3 Section 2.5(A)(i) of its Operating Agreement provides the following: “[Capital House Operator] shall continue in full force and effect until December 31, 2055, except that [Capital House Operator] shall be dissolved prior to such date upon the happening of . . . The termination or expiration of the Lease or the sale or other disposition of all or substantially all the assets of [Capital House Operator] (including, without limitation, the Leasehold Interest).” (R. Doc. 42-2 at 31). On November 19, 2015, CTCI demanded Capitol House Manager to purchase its interest in Capital House Operator for $10,554,519. (Compl. ¶ 13). Neither Capital House Manager nor WMF paid the amount sought. (Compl. ¶ 14). CTCI is now seeking recovery for breach of the Purchase Agreement and Guaranty Agreement.

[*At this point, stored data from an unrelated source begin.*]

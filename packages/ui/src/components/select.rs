use dioxus::prelude::*;
use dioxus_primitives::select;

#[derive(Clone, Debug, PartialEq)]
pub struct SelectOption {
    pub value: String,
    pub label: String,
}

impl SelectOption {
    pub fn new(value: impl Into<String>, label: impl Into<String>) -> Self {
        Self {
            value: value.into(),
            label: label.into(),
        }
    }
}

/// Single-choice list built on `dioxus_primitives::select`.
///
/// `value` is the picked option's value, empty for none; `placeholder` is
/// shown until something is picked. `onchange` receives the new value.
#[component]
pub fn Select(
    #[props(into, default)] id: String,
    #[props(into, default)] class: String,
    #[props(into, default)] value: String,
    #[props(into, default)] placeholder: String,
    options: Vec<SelectOption>,
    #[props(default)] disabled: bool,
    #[props(default)] invalid: bool,
    onchange: EventHandler<String>,
) -> Element {
    let current = Some(value).filter(|v| !v.is_empty());
    let state = if invalid { "select-invalid" } else { "" };

    rsx! {
        select::Select::<String> {
            class: "select {state} {class}",
            value: Some(current),
            placeholder: placeholder,
            disabled: disabled,
            on_value_change: move |picked: Option<String>| onchange.call(picked.unwrap_or_default()),
            select::SelectTrigger { class: "select-trigger", id: "{id}",
                select::SelectValue {}
            }
            select::SelectList { class: "select-list",
                for (index, option) in options.into_iter().enumerate() {
                    select::SelectOption::<String> {
                        key: "{option.value}",
                        class: "select-option",
                        index: index,
                        value: option.value.clone(),
                        text_value: "{option.label}",
                        "{option.label}"
                        select::SelectItemIndicator { class: "select-item-indicator", "✓" }
                    }
                }
            }
        }
    }
}
use dioxus::prelude::*;
use store::{ActionKind, UserRecord};

use crate::components::{
    AlertDialog, AlertDialogAction, AlertDialogActions, AlertDialogCancel, AlertDialogDescription,
    AlertDialogTitle, ButtonVariant,
};

/// Asks before archiving, reactivating or deleting `user`.
///
/// Confirming hands the action and the user's identifier to `on_confirm`;
/// the dialog makes no request itself. Any way of closing it calls `on_close`.
#[component]
pub fn ConfirmActionDialog(
    kind: ActionKind,
    user: UserRecord,
    on_confirm: EventHandler<(ActionKind, String)>,
    on_close: EventHandler<()>,
) -> Element {
    let id = user.id.clone();
    let code = user.user_id.map(|n| n.to_string()).unwrap_or(user.code.clone());
    let name = user.short_name();
    let variant = ButtonVariant::from_tone(kind.tone()).class();

    rsx! {
        AlertDialog { on_close: on_close,
            AlertDialogTitle { "Are you sure?" }
            AlertDialogDescription {
                "Do you want to {kind.verb()} "
                strong { "\"{name}\"" }
                " "
                strong { "\"{code}\"" }
                "? {confirm_detail(kind)}"
            }
            AlertDialogActions {
                AlertDialogCancel { "Cancel" }
                AlertDialogAction {
                    variant: variant,
                    on_click: move |_| on_confirm.call((kind, id.clone())),
                    "{kind.label()}"
                }
            }
        }
    }
}

fn confirm_detail(kind: ActionKind) -> &'static str {
    match kind {
        ActionKind::Delete => "This action cannot be undone.",
        ActionKind::Archive => "The user can be reactivated later.",
        ActionKind::Reactivate => "The user's status will be set back to Active.",
    }
}

#[cfg(test)]
mod tests {
    use super::*;

    #[test]
    fn test_confirm_detail_describes_the_action() {
        assert_eq!(confirm_detail(ActionKind::Delete), "This action cannot be undone.");
        assert_eq!(confirm_detail(ActionKind::Archive), "The user can be reactivated later.");
        for kind in [ActionKind::Delete, ActionKind::Archive, ActionKind::Reactivate] {
            assert!(!confirm_detail(kind).contains("sign in"));
        }
    }
}
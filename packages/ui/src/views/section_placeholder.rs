use dioxus::prelude::*;

/// Stand-in for sections that have no content yet.
#[component]
pub fn SectionPlaceholder(#[props(into)] title: String) -> Element {
    rsx! {
        div { class: "flex flex-col items-center justify-center min-h-[50vh] text-neutral-500",
            h2 { class: "m-0 mb-2 text-lg font-medium text-neutral-800", "{title}" }
            p { class: "m-0 text-sm", "This section is not available yet." }
        }
    }
}

#[component]
pub fn NotFoundView(#[props(into)] path: String) -> Element {
    rsx! {
        div { class: "flex flex-col items-center justify-center min-h-[50vh] text-neutral-500",
            h2 { class: "m-0 mb-2 text-lg font-medium text-neutral-800", "Page not found" }
            p { class: "m-0 text-sm", "Nothing lives at {path}." }
        }
    }
}
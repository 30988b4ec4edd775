//! Client-side state and logic for the users console: the data model, the
//! search filter and debouncer, the form schema, the table model, navigation
//! metadata and configuration. Nothing here touches the network or the DOM.

pub mod config;
pub mod debounce;
pub mod filter;
pub mod form;
pub mod models;
pub mod routes;
pub mod table;
pub mod users;

pub use config::{AdminConfig, ApiConfig, ConfigError, SearchConfig, SessionConfig, UsersConfig};
pub use debounce::{Debouncer, Ticket, SEARCH_DEBOUNCE};
pub use filter::{filter_users, SearchFilter, StatusFilter};
pub use form::{FieldErrors, FormField, UserForm};
pub use models::{
    ActionResponse, ApiResponse, RoleOption, Sex, UserPayload, UserRecord, UserStatus,
    ROLE_OPTIONS,
};
pub use routes::{breadcrumb, home_routes, Breadcrumb, NavIcon, RouteGroup, RouteItem, SubItem};
pub use table::{PageInfo, SortDirection, SortKey, TableRow, TableState, DEFAULT_PAGE_SIZE, PAGE_SIZE_OPTIONS};
pub use users::{status_tone, ActionKind, ColumnDef, UserList, USER_COLUMNS};
mod modal_overlay;
pub use modal_overlay::ModalOverlay;

mod admin_layout;
pub use admin_layout::AdminLayoutView;

mod users_list;
pub use users_list::UsersListView;

mod section_placeholder;
pub use section_placeholder::{NotFoundView, SectionPlaceholder};
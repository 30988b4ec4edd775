use dioxus::prelude::*;

#[component]
pub fn Input(
    #[props(into, default)] id: String,
    #[props(into, default)] class: String,
    #[props(into, default = "text".to_string())] r#type: String,
    #[props(into, default)] placeholder: String,
    #[props(into, default)] value: String,
    #[props(default)] disabled: bool,
    /// Marks the field as failing validation.
    #[props(default)] invalid: bool,
    oninput: Option<EventHandler<FormEvent>>,
) -> Element {
    rsx! {
        input {
            id: "{id}",
            class: "input {class}",
            r#type: "{r#type}",
            placeholder: "{placeholder}",
            value: "{value}",
            disabled: disabled,
            "aria-invalid": invalid,
            oninput: move |evt| {
                if let Some(handler) = oninput {
                    handler.call(evt);
                }
            },
        }
    }
}
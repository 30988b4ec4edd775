//! # Domain models for user records
//!
//! Defines the data structures exchanged with the users REST backend. These
//! types are `Serialize + Deserialize` and use the backend's PascalCase field
//! names, so a record fetched from `GET /users` can be handed straight to the
//! UI and sent back on update without a separate DTO layer.
//!
//! ## Types
//!
//! | Type | Represents |
//! |------|-----------|
//! | [`UserRecord`] | One user as returned by the backend. Identifier, display code, name parts, sex, role label, date of birth, contact details, lifecycle status and archive flags. |
//! | [`UserPayload`] | The mutable subset sent on create (`POST /users`) and update (`PATCH /users/{id}`). |
//! | [`ApiResponse`] | The `{success, data?, message?}` envelope every endpoint answers with. |
//! | [`UserStatus`] | Lifecycle status: `Active`, `Inactive`, `Archived`, `Suspended`. |
//! | [`Sex`] | The enumerated sex values accepted by the form schema. |
//! | [`RoleOption`] | A selectable role: backend role id plus the label stored on the record. |

use serde::{Deserialize, Serialize};

/// A user record as returned by the backend.
#[derive(Clone, Debug, Default, PartialEq, Serialize, Deserialize)]
pub struct UserRecord {
    /// Backend identifier, used in every `/users/{id}` path.
    #[serde(rename = "_id")]
    pub id: String,
    /// Numeric id shown in the table's ID column.
    #[serde(rename = "UserId", default, skip_serializing_if = "Option::is_none")]
    pub user_id: Option<i64>,
    #[serde(rename = "UserCode", default)]
    pub code: String,
    #[serde(rename = "FirstName")]
    pub first_name: String,
    #[serde(rename = "MiddleName", default, skip_serializing_if = "Option::is_none")]
    pub middle_name: Option<String>,
    #[serde(rename = "LastName")]
    pub last_name: String,
    #[serde(rename = "Sex", default, skip_serializing_if = "Option::is_none")]
    pub sex: Option<Sex>,
    #[serde(rename = "Role", default)]
    pub role: String,
    /// ISO-8601 timestamp, e.g. `"1990-04-12T00:00:00.000Z"`.
    #[serde(rename = "DateOfBirth", default)]
    pub date_of_birth: String,
    #[serde(rename = "Email", default, skip_serializing_if = "Option::is_none")]
    pub email: Option<String>,
    #[serde(rename = "PhoneNumber", default, skip_serializing_if = "Option::is_none")]
    pub phone_number: Option<String>,
    #[serde(rename = "Status", default, skip_serializing_if = "Option::is_none")]
    pub status: Option<UserStatus>,
    #[serde(rename = "Archived", default)]
    pub archived: bool,
    #[serde(rename = "ArchivedAt", default, skip_serializing_if = "Option::is_none")]
    pub archived_at: Option<String>,
}

impl UserRecord {
    /// First, middle and last name joined by single spaces.
    ///
    /// A missing middle name does not leave a double space behind.
    pub fn full_name(&self) -> String {
        let middle = self.middle_name.as_deref().unwrap_or("");
        format!("{} {} {}", self.first_name, middle, self.last_name)
            .split_whitespace()
            .collect::<Vec<_>>()
            .join(" ")
    }

    /// "First Last", used in dialogs and toasts.
    pub fn short_name(&self) -> String {
        format!("{} {}", self.first_name, self.last_name)
    }

    /// Up to two uppercase initials for the avatar.
    pub fn initials(&self) -> String {
        self.first_name
            .chars()
            .take(1)
            .chain(self.last_name.chars().take(1))
            .flat_map(char::to_uppercase)
            .collect()
    }

    /// Overwrite the mutable fields with the values of `payload`.
    ///
    /// Identifier, code, status and archive flags are left untouched.
    pub fn apply_payload(&mut self, payload: &UserPayload) {
        self.first_name = payload.first_name.clone();
        self.middle_name = payload.middle_name.clone().filter(|m| !m.is_empty());
        self.last_name = payload.last_name.clone();
        self.sex = Some(payload.sex);
        self.role = payload.role.clone();
        self.date_of_birth = payload.date_of_birth.clone();
        self.email = Some(payload.email.clone());
        self.phone_number = Some(payload.phone_number.clone());
    }
}

/// The mutable fields of a user, sent on create and update.
#[derive(Clone, Debug, PartialEq, Serialize, Deserialize)]
pub struct UserPayload {
    #[serde(rename = "UserCode", default, skip_serializing_if = "String::is_empty")]
    pub code: String,
    #[serde(rename = "FirstName")]
    pub first_name: String,
    #[serde(rename = "MiddleName", default, skip_serializing_if = "Option::is_none")]
    pub middle_name: Option<String>,
    #[serde(rename = "LastName")]
    pub last_name: String,
    #[serde(rename = "Sex")]
    pub sex: Sex,
    #[serde(rename = "Role")]
    pub role: String,
    #[serde(rename = "DateOfBirth")]
    pub date_of_birth: String,
    #[serde(rename = "Email")]
    pub email: String,
    #[serde(rename = "PhoneNumber")]
    pub phone_number: String,
}

/// Response envelope shared by every users endpoint.
#[derive(Clone, Debug, PartialEq, Serialize, Deserialize)]
pub struct ApiResponse<T> {
    #[serde(default)]
    pub success: bool,
    #[serde(skip_serializing_if = "Option::is_none")]
    pub data: Option<T>,
    #[serde(default, skip_serializing_if = "Option::is_none")]
    pub message: Option<String>,
}

impl<T> ApiResponse<T> {
    pub fn ok(data: T) -> Self {
        Self {
            success: true,
            data: Some(data),
            message: None,
        }
    }

    pub fn failure(message: impl Into<String>) -> Self {
        Self {
            success: false,
            data: None,
            message: Some(message.into()),
        }
    }

    /// The backend message, or `fallback` when none was sent.
    pub fn message_or(&self, fallback: &str) -> String {
        self.message
            .as_deref()
            .filter(|m| !m.trim().is_empty())
            .unwrap_or(fallback)
            .to_string()
    }
}

/// Response for archive, reactivate and delete. Any `data` the backend sends
/// along is ignored.
#[derive(Clone, Debug, PartialEq, Serialize, Deserialize)]
pub struct ActionResponse {
    #[serde(default)]
    pub success: bool,
    #[serde(default, skip_serializing_if = "Option::is_none")]
    pub message: Option<String>,
}

impl ActionResponse {
    pub fn ok() -> Self {
        Self {
            success: true,
            message: None,
        }
    }

    pub fn failure(message: impl Into<String>) -> Self {
        Self {
            success: false,
            message: Some(message.into()),
        }
    }

    pub fn message_or(&self, fallback: &str) -> String {
        self.message
            .as_deref()
            .filter(|m| !m.trim().is_empty())
            .unwrap_or(fallback)
            .to_string()
    }
}

/// Lifecycle status of a user.
#[derive(Clone, Copy, Debug, PartialEq, Eq, Hash, Serialize, Deserialize)]
pub enum UserStatus {
    Active,
    Inactive,
    Archived,
    Suspended,
}

impl UserStatus {
    pub fn label(&self) -> &'static str {
        match self {
            UserStatus::Active => "Active",
            UserStatus::Inactive => "Inactive",
            UserStatus::Archived => "Archived",
            UserStatus::Suspended => "Suspended",
        }
    }
}

#[derive(Clone, Copy, Debug, PartialEq, Eq, Hash, Serialize, Deserialize)]
pub enum Sex {
    Male,
    Female,
}

impl Sex {
    pub const ALL: [Sex; 2] = [Sex::Male, Sex::Female];

    pub fn label(&self) -> &'static str {
        match self {
            Sex::Male => "Male",
            Sex::Female => "Female",
        }
    }

    pub fn parse(s: &str) -> Option<Sex> {
        Sex::ALL.into_iter().find(|sex| sex.label() == s)
    }
}

/// A role the form can assign. The record stores `label`; `id` is what the
/// navigation metadata filters on.
#[derive(Clone, Copy, Debug, PartialEq, Eq)]
pub struct RoleOption {
    pub id: u8,
    pub label: &'static str,
}

pub const ROLE_OPTIONS: [RoleOption; 4] = [
    RoleOption { id: 1, label: "System Admin" },
    RoleOption { id: 3, label: "Payroll Admin" },
    RoleOption { id: 4, label: "Payroll Staff" },
    RoleOption { id: 5, label: "Accounting Staff" },
];

#[cfg(test)]
mod tests {
    use super::*;

    fn record() -> UserRecord {
        UserRecord {
            id: "65f0a1".to_string(),
            user_id: Some(7),
            code: "EMP-007".to_string(),
            first_name: "Ada".to_string(),
            middle_name: None,
            last_name: "Lovelace".to_string(),
            sex: Some(Sex::Female),
            role: "System Admin".to_string(),
            date_of_birth: "1815-12-10T00:00:00.000Z".to_string(),
            email: Some("ada@example.com".to_string()),
            phone_number: Some("09171234567".to_string()),
            status: Some(UserStatus::Active),
            archived: false,
            archived_at: None,
        }
    }

    #[test]
    fn test_full_name_collapses_missing_middle_name() {
        let mut user = record();
        assert_eq!(user.full_name(), "Ada Lovelace");

        user.middle_name = Some("King".to_string());
        assert_eq!(user.full_name(), "Ada King Lovelace");
    }

    #[test]
    fn test_initials() {
        assert_eq!(record().initials(), "AL");
    }

    #[test]
    fn test_deserialize_backend_record() {
        let json = r#"{
            "_id": "abc123",
            "UserId": 12,
            "UserCode": "U-12",
            "FirstName": "Grace",
            "MiddleName": "Brewster",
            "LastName": "Hopper",
            "Sex": "Female",
            "Role": "Payroll Admin",
            "DateOfBirth": "1906-12-09T00:00:00.000Z",
            "Email": "grace@example.com",
            "PhoneNumber": "0917000000",
            "Status": "Archived",
            "Archived": true,
            "ArchivedAt": "2024-01-01T10:00:00.000Z"
        }"#;
        let user: UserRecord = serde_json::from_str(json).unwrap();
        assert_eq!(user.id, "abc123");
        assert_eq!(user.user_id, Some(12));
        assert_eq!(user.status, Some(UserStatus::Archived));
        assert!(user.archived);
        assert_eq!(user.full_name(), "Grace Brewster Hopper");
    }

    #[test]
    fn test_deserialize_minimal_record() {
        let json = r#"{"_id": "x", "FirstName": "A", "LastName": "B"}"#;
        let user: UserRecord = serde_json::from_str(json).unwrap();
        assert!(user.status.is_none());
        assert!(!user.archived);
        assert!(user.email.is_none());
    }

    #[test]
    fn test_action_response_ignores_data() {
        let json = r#"{"success": false, "message": "User not found", "data": {"x": 1}}"#;
        let resp: ActionResponse = serde_json::from_str(json).unwrap();
        assert!(!resp.success);
        assert_eq!(resp.message_or("fallback"), "User not found");
    }

    #[test]
    fn test_message_or_falls_back_on_blank_message() {
        let resp: ApiResponse<()> = ApiResponse {
            success: false,
            data: None,
            message: Some("  ".to_string()),
        };
        assert_eq!(resp.message_or("Failed to archive user"), "Failed to archive user");
    }

    #[test]
    fn test_apply_payload_keeps_identity_and_status() {
        let mut user = record();
        let payload = UserPayload {
            code: String::new(),
            first_name: "Augusta".to_string(),
            middle_name: Some(String::new()),
            last_name: "King".to_string(),
            sex: Sex::Female,
            role: "Payroll Staff".to_string(),
            date_of_birth: "1815-12-10T00:00:00.000Z".to_string(),
            email: "augusta@example.com".to_string(),
            phone_number: "0917123456".to_string(),
        };
        user.apply_payload(&payload);

        assert_eq!(user.id, "65f0a1");
        assert_eq!(user.code, "EMP-007");
        assert_eq!(user.status, Some(UserStatus::Active));
        assert_eq!(user.first_name, "Augusta");
        assert!(user.middle_name.is_none());
        assert_eq!(user.email.as_deref(), Some("augusta@example.com"));
    }

    #[test]
    fn test_sex_parse() {
        assert_eq!(Sex::parse("Male"), Some(Sex::Male));
        assert_eq!(Sex::parse("male"), None);
        assert_eq!(Sex::parse(""), None);
    }
}
use dioxus::prelude::*;

#[derive(Clone, Copy, Debug, Default, PartialEq, Eq)]
pub enum ButtonVariant {
    #[default]
    Primary,
    Outline,
    Destructive,
    Warning,
    Success,
}

impl ButtonVariant {
    pub fn class(&self) -> &'static str {
        match self {
            ButtonVariant::Primary => "primary",
            ButtonVariant::Outline => "outline",
            ButtonVariant::Destructive => "destructive",
            ButtonVariant::Warning => "warning",
            ButtonVariant::Success => "success",
        }
    }

    /// Variant for an action tone such as `ActionKind::tone`.
    pub fn from_tone(tone: &str) -> Self {
        match tone {
            "warning" => ButtonVariant::Warning,
            "success" => ButtonVariant::Success,
            "danger" | "destructive" => ButtonVariant::Destructive,
            _ => ButtonVariant::Primary,
        }
    }
}

#[component]
pub fn Button(
    #[props(default)] variant: ButtonVariant,
    #[props(into, default)] class: String,
    #[props(into, default = "button".to_string())] r#type: String,
    #[props(default)] disabled: bool,
    onclick: Option<EventHandler<MouseEvent>>,
    children: Element,
) -> Element {
    rsx! {
        button {
            class: "button button-{variant.class()} {class}",
            r#type: "{r#type}",
            disabled: disabled,
            onclick: move |evt| {
                if let Some(handler) = onclick {
                    handler.call(evt);
                }
            },
            {children}
        }
    }
}
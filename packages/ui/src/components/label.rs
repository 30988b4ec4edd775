use dioxus::prelude::*;

#[component]
pub fn Label(#[props(into)] html_for: String, children: Element) -> Element {
    rsx! {
        label { class: "label", r#for: "{html_for}", {children} }
    }
}

/// Validation message under a field. Renders nothing without a message.
#[component]
pub fn FieldError(message: Option<&'static str>) -> Element {
    match message {
        Some(message) => rsx! {
            p { class: "field-error", role: "alert", "{message}" }
        },
        None => rsx! {},
    }
}
//! In-process event bus feeding a run's log stream (Section 4.3 "in-process
//! signals, not durable"; Section 5 "per-build subscriber sets").

use lightci_core::events::Event;
use tokio::sync::broadcast;

const CHANNEL_CAPACITY: usize = 1024;

/// Broadcasts [`Event`] values to whoever is currently streaming a run's
/// logs. Lagging subscribers miss events rather than blocking the publisher.
#[derive(Clone)]
pub struct EventBus {
    tx: broadcast::Sender<Event>,
}

impl Default for EventBus {
    fn default() -> Self {
        let (tx, _rx) = broadcast::channel(CHANNEL_CAPACITY);
        Self { tx }
    }
}

impl EventBus {
    pub fn new() -> Self {
        Self::default()
    }

    pub fn emit(&self, event: Event) {
        let _ = self.tx.send(event);
    }

    pub fn subscribe(&self) -> broadcast::Receiver<Event> {
        self.tx.subscribe()
    }
}
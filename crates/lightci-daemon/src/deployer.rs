//! Deployer (Section 4.3): ships a run's artifacts onto a cloud VM over SSH
//! and starts the application under a process supervisor.

use lightci_core::events::{DeploymentEventPayload, Event, EventType};
use lightci_core::{AutoDeployment, DeployMode, DeploymentStatus, Pipeline, PipelineRun, ReleaseStrategy};
use std::collections::HashMap;
use std::path::Path;
use thiserror::Error;

use crate::events::EventBus;
use crate::executor::{self, ExecutorError, RemoteTarget};
use crate::provisioner::{Provisioner, ProvisionerError};
use crate::ssh_keys::{SshKeyError, SshKeyStore, TempKeyFile};
use crate::storage::{Storage, StorageError};
use std::sync::Arc;

const CONNECT_TIMEOUT_SECS: u32 = 10;
const BLUE_GREEN_POLL_INTERVAL_SECS: u64 = 5;
const DEFAULT_APP_PORT: u16 = 3000;

#[derive(Debug, Error)]
pub enum DeployerError {
    #[error("storage error: {0}")]
    Storage(#[from] StorageError),
    #[error("ssh key error: {0}")]
    SshKey(#[from] SshKeyError),
    #[error("provisioner error: {0}")]
    Provisioner(#[from] ProvisionerError),
    #[error("executor error: {0}")]
    Executor(#[from] ExecutorError),
    #[error("io error: {0}")]
    Io(#[from] std::io::Error),
}

pub type Result<T> = std::result::Result<T, DeployerError>;

#[derive(Debug, Clone)]
pub struct DeployOutcome {
    pub success: bool,
    pub message: String,
    pub logs: String,
    pub details: Option<serde_json::Value>,
}

impl DeployOutcome {
    fn not_implemented() -> Self {
        Self {
            success: false,
            message: "not yet implemented".to_string(),
            logs: String::new(),
            details: None,
        }
    }

    fn failed(message: impl Into<String>, logs: String) -> Self {
        Self {
            success: false,
            message: message.into(),
            logs,
            details: None,
        }
    }

}

struct ResolvedTarget {
    instance_id: String,
    public_dns: String,
    username: String,
    deploy_path: String,
    key_material: String,
}

pub struct Deployer {
    storage: Arc<Storage>,
    ssh_keys: Arc<SshKeyStore>,
    provisioner: Arc<Provisioner>,
    events: EventBus,
}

II. The Motion to Compel

The instant discovery motion concerns whether and to what extent Shannon Kirkpatrick (“Kirkpatrick”), a CPA with KPMG, LLG (“KPMG”), must provide testimony and documents in response to a Rule 45 subpoena served on her by CTCI. CTCI represents that “[f]rom 2008 to 2013, Kirkpatrick prepared and filed all of the Company’s tax returns, and through 2018, she continued to service the Company’s and CTCI’s tax needs (as CTCI was 99% owner of the Company) as it involved the Company.” (R. Doc. 46-1 at 2). There is no dispute that both CTCI and the defendants, Capital House Manager and WMF, would like to obtain documents and deposition testimony from Kirkpatrick. CTCI’s subpoena, which was served on October 10, 2019, sought compliance in Baton

Rouge, Louisiana on October 29, 2019. (R. Doc. 50-1 at 1-2). In response to the subpoena, Kirkpatrick and KPMG informed CTCI that they objected to the subpoena as it was not issued in compliance with Louisiana Code of Evidence Article 517, which requires a contradictory hearing to be held prior to the service of a subpoena on a CPA. (R. Doc. 50 at 81; see R. Doc. 60). CTCI filed the instant motion to compel compliance with the subpoena and, to the extent necessary, to comply with the requirements of Article 517. (R. Doc. 46).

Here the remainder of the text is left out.